Before Robertson’s death, he worked with Scorsese on the filmmaker’s next project, Killers of the Flower Moon. The film follows a string of murders in the 1920s Osage County, which initiated a historic FBI investigation. Scorsese directed the film and Robertson crafted the music. The film will premiere in theaters on October 20, 2023.
Tim Greiving | 10 August 2023 | LA Times
This article was not supposed to be an appreciation. I was literally hours away from interviewing Robbie Robertson for a celebratory feature about his most impressive film score, for the forthcoming “Killers of the Flower Moon,” and his long and varied collaboration with its director, Martin Scorsese, who was also going to answer some of our questions.
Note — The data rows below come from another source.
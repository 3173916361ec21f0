//! # Validation Module
//!
//! Input validation for values that reach the store.
//!
//! ## Validation Layers
//! ```text
//! ┌─────────────────────────────────────────────────────────────────────────┐
//! │  Layer 1: Presentation                                                  │
//! │  └── Immediate feedback (empty fields, clamped quantities)             │
//! │           │                                                             │
//! │           ▼                                                             │
//! │  Layer 2: THIS MODULE                                                   │
//! │  └── Business rules before any write                                   │
//! │           │                                                             │
//! │           ▼                                                             │
//! │  Layer 3: SQLite                                                        │
//! │  └── NOT NULL, CHECK (stock >= 0), foreign keys                        │
//! └─────────────────────────────────────────────────────────────────────────┘
//! ```
//!
//! ## Usage
//! ```rust
//! use stockline_core::validation::{validate_client_name, validate_quantity};
//!
//! assert_eq!(validate_client_name("  Lucía ").unwrap(), "Lucía");
//! assert!(validate_quantity(0).is_err());
//! ```

use crate::error::ValidationError;

/// Result type for validation operations.
pub type ValidationResult<T> = Result<T, ValidationError>;

/// Longest client name accepted on a sale.
pub const MAX_CLIENT_NAME_LEN: usize = 120;

/// Longest product or category name accepted in the catalog.
pub const MAX_PRODUCT_NAME_LEN: usize = 200;

// =============================================================================
// String Validators
// =============================================================================

fn required_trimmed<'a>(field: &str, value: &'a str, max: usize) -> ValidationResult<&'a str> {
    let value = value.trim();

    if value.is_empty() {
        return Err(ValidationError::Required {
            field: field.to_string(),
        });
    }

    if value.chars().count() > max {
        return Err(ValidationError::TooLong {
            field: field.to_string(),
            max,
        });
    }

    Ok(value)
}

/// Validates the client name of a sale.
///
/// ## Returns
/// The trimmed name.
pub fn validate_client_name(name: &str) -> ValidationResult<String> {
    required_trimmed("client_name", name, MAX_CLIENT_NAME_LEN).map(str::to_string)
}

/// Validates a product name.
///
/// ## Example
/// ```rust
/// use stockline_core::validation::validate_product_name;
///
/// assert!(validate_product_name("Base Líquida Mate TimeWise").is_ok());
/// assert!(validate_product_name("").is_err());
/// ```
pub fn validate_product_name(name: &str) -> ValidationResult<String> {
    required_trimmed("name", name, MAX_PRODUCT_NAME_LEN).map(str::to_string)
}

/// Validates a category name.
pub fn validate_category_name(name: &str) -> ValidationResult<String> {
    required_trimmed("category", name, MAX_PRODUCT_NAME_LEN).map(str::to_string)
}

// =============================================================================
// Numeric Validators
// =============================================================================

/// Validates a sale quantity (> 0).
pub fn validate_quantity(qty: i64) -> ValidationResult<()> {
    if qty <= 0 {
        return Err(ValidationError::MustBePositive {
            field: "quantity".to_string(),
        });
    }
    Ok(())
}

/// Validates a unit price in cents (>= 0). Free samples are priced at zero.
pub fn validate_price_cents(cents: i64) -> ValidationResult<()> {
    if cents < 0 {
        return Err(ValidationError::Negative {
            field: "price".to_string(),
        });
    }
    Ok(())
}

/// Validates a stock level (>= 0).
pub fn validate_stock(stock: i64) -> ValidationResult<()> {
    if stock < 0 {
        return Err(ValidationError::Negative {
            field: "stock".to_string(),
        });
    }
    Ok(())
}

// =============================================================================
// Unit Tests
// =============================================================================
The gods had other plans.
Robertson, whose mother was born on the Six Nations Reserve near Lake Erie in Canada, breathes and strums a windstorm of personal expression into the film’s staggering score, which Scorsese cranks noticeably loud in the mix. It pounds along with the beat of drums and shakers, chords splashing on acoustic and electric guitars, accented with banjo twangs and the birdlike cries of various flutes.
Robertson’s contribution is an astonishing and lively musical ecosystem that gives immediate authenticity to Scorsese’s equally vivid presentation of Osage life and culture in 1920s Oklahoma. It’s music that proudly worships and dances with these people — and alternately weeps for their oppression, at times sounding almost sick at their treatment by the story’s white predators.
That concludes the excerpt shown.